WHAT THIS TASK INVOLVES |
Give back an exact copy of the lines in the records below, from the line that has "filename acs712-core/src/lib.rs" through the line that has "pub mod telemetry;", and nothing besides.

* * * * * * *

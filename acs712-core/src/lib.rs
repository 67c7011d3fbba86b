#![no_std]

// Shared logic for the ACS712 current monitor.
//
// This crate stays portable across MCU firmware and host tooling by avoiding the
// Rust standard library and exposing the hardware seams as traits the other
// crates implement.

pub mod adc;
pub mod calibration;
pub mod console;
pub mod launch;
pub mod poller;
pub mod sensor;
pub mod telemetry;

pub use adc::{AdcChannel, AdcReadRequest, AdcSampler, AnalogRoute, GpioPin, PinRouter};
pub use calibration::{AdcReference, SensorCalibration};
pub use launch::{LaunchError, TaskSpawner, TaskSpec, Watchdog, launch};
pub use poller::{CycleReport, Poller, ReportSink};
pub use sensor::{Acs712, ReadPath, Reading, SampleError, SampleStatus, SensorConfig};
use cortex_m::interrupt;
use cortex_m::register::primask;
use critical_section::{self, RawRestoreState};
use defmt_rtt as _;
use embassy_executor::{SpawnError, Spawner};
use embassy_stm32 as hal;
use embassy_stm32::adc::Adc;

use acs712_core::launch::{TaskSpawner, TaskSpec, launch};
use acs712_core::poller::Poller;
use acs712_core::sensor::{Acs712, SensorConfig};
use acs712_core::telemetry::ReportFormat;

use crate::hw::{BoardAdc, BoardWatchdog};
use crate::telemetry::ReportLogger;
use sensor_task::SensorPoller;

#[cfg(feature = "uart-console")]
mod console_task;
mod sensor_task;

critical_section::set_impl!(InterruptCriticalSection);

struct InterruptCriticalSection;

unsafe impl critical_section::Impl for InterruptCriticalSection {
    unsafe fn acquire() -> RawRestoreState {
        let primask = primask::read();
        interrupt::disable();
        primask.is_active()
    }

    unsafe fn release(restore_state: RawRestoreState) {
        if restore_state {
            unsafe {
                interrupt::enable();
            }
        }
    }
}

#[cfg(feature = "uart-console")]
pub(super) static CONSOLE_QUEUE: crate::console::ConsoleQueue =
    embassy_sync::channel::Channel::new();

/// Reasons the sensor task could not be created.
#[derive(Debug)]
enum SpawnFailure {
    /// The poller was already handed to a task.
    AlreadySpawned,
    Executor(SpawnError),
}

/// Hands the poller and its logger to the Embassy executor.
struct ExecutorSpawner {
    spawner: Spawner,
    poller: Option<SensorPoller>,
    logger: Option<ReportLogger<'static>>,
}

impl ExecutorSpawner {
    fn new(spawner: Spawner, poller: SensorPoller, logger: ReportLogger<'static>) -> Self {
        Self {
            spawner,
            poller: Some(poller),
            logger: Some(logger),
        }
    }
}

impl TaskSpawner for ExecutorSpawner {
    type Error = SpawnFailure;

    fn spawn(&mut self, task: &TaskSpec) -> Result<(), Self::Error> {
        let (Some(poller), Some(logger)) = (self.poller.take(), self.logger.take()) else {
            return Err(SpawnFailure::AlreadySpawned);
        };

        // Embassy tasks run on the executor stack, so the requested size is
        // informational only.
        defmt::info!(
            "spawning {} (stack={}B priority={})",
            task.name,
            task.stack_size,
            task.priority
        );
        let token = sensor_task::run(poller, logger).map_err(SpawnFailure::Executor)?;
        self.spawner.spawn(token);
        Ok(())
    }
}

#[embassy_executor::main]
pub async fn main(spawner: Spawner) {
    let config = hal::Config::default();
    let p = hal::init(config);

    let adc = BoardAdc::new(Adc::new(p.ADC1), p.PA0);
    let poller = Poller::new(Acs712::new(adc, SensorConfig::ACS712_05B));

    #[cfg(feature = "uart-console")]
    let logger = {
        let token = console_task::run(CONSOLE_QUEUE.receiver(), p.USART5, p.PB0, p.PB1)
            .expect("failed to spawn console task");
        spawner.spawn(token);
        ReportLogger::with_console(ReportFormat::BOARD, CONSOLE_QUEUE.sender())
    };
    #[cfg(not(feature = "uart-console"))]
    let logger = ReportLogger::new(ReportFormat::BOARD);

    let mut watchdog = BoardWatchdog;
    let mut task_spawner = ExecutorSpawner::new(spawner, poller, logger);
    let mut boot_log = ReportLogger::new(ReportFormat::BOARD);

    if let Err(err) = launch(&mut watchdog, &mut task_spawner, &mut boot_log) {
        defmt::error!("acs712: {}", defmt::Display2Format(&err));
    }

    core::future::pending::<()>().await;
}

* * * * * * *

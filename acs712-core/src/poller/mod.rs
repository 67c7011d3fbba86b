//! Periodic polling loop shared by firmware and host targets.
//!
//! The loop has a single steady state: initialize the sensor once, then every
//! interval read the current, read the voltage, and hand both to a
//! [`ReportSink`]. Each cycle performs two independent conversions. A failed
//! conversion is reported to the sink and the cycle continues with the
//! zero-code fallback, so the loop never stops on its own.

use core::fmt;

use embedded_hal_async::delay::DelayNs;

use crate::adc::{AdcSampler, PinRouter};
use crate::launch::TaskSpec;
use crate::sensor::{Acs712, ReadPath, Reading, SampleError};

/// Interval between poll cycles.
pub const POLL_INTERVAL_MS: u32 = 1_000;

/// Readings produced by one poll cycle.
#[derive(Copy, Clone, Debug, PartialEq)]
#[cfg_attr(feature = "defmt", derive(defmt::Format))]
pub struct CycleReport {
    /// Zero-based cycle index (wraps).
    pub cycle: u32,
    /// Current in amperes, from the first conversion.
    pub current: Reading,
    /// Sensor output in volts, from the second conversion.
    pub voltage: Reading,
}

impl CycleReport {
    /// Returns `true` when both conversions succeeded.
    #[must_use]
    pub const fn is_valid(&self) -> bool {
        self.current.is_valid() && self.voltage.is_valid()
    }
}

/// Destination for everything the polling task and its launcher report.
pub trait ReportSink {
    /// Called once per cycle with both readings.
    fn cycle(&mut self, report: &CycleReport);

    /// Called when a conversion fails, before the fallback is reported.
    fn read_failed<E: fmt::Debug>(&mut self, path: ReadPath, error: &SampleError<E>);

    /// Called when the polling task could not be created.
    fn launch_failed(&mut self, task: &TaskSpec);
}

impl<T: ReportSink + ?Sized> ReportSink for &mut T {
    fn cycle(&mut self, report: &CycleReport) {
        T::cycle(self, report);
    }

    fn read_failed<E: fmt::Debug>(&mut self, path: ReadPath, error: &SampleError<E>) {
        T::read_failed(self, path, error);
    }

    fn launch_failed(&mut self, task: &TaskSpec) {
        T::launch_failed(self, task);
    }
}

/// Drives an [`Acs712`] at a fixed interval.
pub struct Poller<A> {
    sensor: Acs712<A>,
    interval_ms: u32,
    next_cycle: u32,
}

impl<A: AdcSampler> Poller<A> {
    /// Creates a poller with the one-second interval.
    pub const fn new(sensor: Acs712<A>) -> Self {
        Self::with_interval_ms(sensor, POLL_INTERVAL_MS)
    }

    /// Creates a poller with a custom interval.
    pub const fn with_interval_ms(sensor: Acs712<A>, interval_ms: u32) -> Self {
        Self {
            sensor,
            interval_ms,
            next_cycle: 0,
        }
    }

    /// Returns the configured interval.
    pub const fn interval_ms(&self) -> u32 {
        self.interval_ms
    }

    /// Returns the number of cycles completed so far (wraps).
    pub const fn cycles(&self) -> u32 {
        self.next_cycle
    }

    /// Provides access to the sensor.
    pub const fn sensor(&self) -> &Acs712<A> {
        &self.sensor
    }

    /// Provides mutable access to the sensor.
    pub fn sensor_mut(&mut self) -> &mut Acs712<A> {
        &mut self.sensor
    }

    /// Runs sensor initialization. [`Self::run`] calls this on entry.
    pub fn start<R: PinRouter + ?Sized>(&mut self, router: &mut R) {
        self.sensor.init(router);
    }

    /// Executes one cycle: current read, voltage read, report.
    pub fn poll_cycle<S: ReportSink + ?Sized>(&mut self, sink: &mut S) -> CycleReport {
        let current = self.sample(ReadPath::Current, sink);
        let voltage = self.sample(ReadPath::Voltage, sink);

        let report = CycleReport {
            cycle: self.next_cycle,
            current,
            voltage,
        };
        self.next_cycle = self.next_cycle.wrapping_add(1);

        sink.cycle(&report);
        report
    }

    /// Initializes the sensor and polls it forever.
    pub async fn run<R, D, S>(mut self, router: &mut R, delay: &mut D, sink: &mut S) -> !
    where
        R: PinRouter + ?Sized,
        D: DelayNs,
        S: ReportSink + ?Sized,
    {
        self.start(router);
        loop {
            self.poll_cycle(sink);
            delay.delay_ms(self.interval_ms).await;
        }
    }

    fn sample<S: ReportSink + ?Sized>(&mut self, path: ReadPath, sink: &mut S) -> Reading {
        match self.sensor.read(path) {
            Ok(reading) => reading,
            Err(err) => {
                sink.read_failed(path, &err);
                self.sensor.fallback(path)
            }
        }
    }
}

* * * * * * *

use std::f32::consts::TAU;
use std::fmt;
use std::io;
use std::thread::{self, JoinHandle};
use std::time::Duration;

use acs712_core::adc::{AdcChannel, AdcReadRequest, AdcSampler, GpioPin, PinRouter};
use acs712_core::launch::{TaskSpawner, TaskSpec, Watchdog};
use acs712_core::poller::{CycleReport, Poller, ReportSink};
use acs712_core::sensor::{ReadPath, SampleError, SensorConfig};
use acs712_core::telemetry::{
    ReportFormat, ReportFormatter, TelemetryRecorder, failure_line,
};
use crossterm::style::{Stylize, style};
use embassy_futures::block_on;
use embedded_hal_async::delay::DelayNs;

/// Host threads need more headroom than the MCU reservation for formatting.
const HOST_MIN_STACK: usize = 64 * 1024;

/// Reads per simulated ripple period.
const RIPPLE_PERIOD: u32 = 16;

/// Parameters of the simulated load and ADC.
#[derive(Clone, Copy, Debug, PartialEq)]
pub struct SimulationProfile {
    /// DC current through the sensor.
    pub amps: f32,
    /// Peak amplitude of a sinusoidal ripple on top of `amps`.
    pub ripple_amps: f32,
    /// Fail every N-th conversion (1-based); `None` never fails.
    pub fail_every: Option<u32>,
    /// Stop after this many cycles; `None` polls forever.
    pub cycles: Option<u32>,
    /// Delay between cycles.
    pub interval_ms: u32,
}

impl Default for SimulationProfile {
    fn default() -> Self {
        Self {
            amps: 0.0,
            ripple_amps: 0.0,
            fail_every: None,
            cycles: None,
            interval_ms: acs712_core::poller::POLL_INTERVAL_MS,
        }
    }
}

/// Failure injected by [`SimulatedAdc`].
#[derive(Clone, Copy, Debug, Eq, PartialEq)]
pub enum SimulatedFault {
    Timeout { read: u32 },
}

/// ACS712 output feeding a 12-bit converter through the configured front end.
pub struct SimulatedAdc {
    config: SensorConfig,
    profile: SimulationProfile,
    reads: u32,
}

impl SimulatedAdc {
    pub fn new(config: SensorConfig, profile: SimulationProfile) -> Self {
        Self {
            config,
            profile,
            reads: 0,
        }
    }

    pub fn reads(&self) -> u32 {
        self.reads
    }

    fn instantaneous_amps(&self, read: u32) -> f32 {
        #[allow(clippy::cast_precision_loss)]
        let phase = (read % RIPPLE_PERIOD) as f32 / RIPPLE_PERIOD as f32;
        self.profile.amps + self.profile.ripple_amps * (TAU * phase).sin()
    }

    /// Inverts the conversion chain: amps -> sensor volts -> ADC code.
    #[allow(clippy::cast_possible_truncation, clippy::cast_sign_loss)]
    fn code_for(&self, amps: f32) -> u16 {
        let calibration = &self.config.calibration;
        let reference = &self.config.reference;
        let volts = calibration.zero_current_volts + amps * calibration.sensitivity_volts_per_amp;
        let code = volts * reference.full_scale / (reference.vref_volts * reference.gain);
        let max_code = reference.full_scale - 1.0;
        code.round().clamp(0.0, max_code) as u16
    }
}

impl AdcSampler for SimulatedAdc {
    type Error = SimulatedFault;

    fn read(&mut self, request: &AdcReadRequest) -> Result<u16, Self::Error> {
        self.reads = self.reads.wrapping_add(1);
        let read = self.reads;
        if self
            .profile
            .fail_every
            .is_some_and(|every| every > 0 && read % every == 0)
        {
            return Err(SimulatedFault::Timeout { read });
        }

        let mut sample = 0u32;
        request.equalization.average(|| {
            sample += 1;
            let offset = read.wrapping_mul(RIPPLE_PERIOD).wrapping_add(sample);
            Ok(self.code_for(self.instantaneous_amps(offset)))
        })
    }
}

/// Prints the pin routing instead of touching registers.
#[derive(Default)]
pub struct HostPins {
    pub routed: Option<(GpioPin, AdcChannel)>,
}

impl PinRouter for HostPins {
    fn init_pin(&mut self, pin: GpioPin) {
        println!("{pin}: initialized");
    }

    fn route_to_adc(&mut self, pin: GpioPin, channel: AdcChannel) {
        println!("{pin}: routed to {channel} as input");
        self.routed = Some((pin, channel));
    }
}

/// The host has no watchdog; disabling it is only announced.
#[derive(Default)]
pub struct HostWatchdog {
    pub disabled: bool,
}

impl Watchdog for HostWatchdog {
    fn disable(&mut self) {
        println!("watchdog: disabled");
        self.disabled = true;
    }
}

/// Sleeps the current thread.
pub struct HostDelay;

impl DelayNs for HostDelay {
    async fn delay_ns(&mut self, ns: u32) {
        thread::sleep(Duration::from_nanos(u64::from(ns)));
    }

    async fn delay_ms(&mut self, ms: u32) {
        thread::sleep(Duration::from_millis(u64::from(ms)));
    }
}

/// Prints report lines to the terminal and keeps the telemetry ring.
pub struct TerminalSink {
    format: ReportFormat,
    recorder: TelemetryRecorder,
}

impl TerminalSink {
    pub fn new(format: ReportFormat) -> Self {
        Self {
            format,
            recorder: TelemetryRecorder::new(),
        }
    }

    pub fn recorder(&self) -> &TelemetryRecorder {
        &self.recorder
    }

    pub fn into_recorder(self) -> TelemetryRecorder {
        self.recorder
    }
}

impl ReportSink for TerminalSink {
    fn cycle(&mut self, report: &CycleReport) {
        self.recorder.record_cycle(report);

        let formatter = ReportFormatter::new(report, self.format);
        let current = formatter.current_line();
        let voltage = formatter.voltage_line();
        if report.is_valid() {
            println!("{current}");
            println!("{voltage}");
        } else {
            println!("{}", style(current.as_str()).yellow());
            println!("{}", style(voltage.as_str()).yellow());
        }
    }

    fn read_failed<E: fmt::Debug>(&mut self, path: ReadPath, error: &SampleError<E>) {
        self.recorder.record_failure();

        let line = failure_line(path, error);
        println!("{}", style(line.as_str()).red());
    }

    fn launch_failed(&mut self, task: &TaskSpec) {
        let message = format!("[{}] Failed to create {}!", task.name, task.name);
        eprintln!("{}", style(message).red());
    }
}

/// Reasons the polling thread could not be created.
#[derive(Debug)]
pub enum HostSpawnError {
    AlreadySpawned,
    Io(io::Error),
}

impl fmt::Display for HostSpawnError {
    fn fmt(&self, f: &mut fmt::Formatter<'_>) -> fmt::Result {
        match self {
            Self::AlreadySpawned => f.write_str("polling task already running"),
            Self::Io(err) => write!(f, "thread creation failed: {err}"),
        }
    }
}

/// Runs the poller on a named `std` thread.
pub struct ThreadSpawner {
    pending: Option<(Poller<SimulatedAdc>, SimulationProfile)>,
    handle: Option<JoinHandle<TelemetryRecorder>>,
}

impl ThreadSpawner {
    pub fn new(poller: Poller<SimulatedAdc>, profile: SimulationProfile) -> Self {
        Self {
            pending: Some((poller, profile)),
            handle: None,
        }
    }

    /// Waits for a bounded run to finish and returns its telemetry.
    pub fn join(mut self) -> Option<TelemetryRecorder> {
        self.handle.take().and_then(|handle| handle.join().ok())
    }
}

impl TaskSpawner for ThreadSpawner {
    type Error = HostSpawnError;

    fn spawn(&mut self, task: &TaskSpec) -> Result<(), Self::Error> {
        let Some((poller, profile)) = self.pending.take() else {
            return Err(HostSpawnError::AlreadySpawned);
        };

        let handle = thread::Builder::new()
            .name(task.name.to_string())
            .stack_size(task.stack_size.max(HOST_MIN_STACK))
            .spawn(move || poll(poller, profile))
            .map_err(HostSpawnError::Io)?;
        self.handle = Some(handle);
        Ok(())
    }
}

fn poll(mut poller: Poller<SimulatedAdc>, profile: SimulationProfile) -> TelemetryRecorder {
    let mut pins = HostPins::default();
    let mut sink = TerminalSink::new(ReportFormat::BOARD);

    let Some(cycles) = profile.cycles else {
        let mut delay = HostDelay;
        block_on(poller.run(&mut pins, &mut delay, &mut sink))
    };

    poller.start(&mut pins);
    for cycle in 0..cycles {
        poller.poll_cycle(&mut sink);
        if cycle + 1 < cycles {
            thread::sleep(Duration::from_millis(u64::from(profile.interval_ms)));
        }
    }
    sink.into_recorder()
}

* * * * * * *

SOLUTION |
filename acs712-core/src/lib.rs
repository 67c7011d3fbba86b
#![no_std]

// Shared logic for the ACS712 current monitor.
//
// This crate stays portable across MCU firmware and host tooling by avoiding the
// Rust standard library and exposing the hardware seams as traits the other
// crates implement.

pub mod adc;
pub mod calibration;
pub mod console;
pub mod launch;
pub mod poller;
pub mod sensor;
pub mod telemetry;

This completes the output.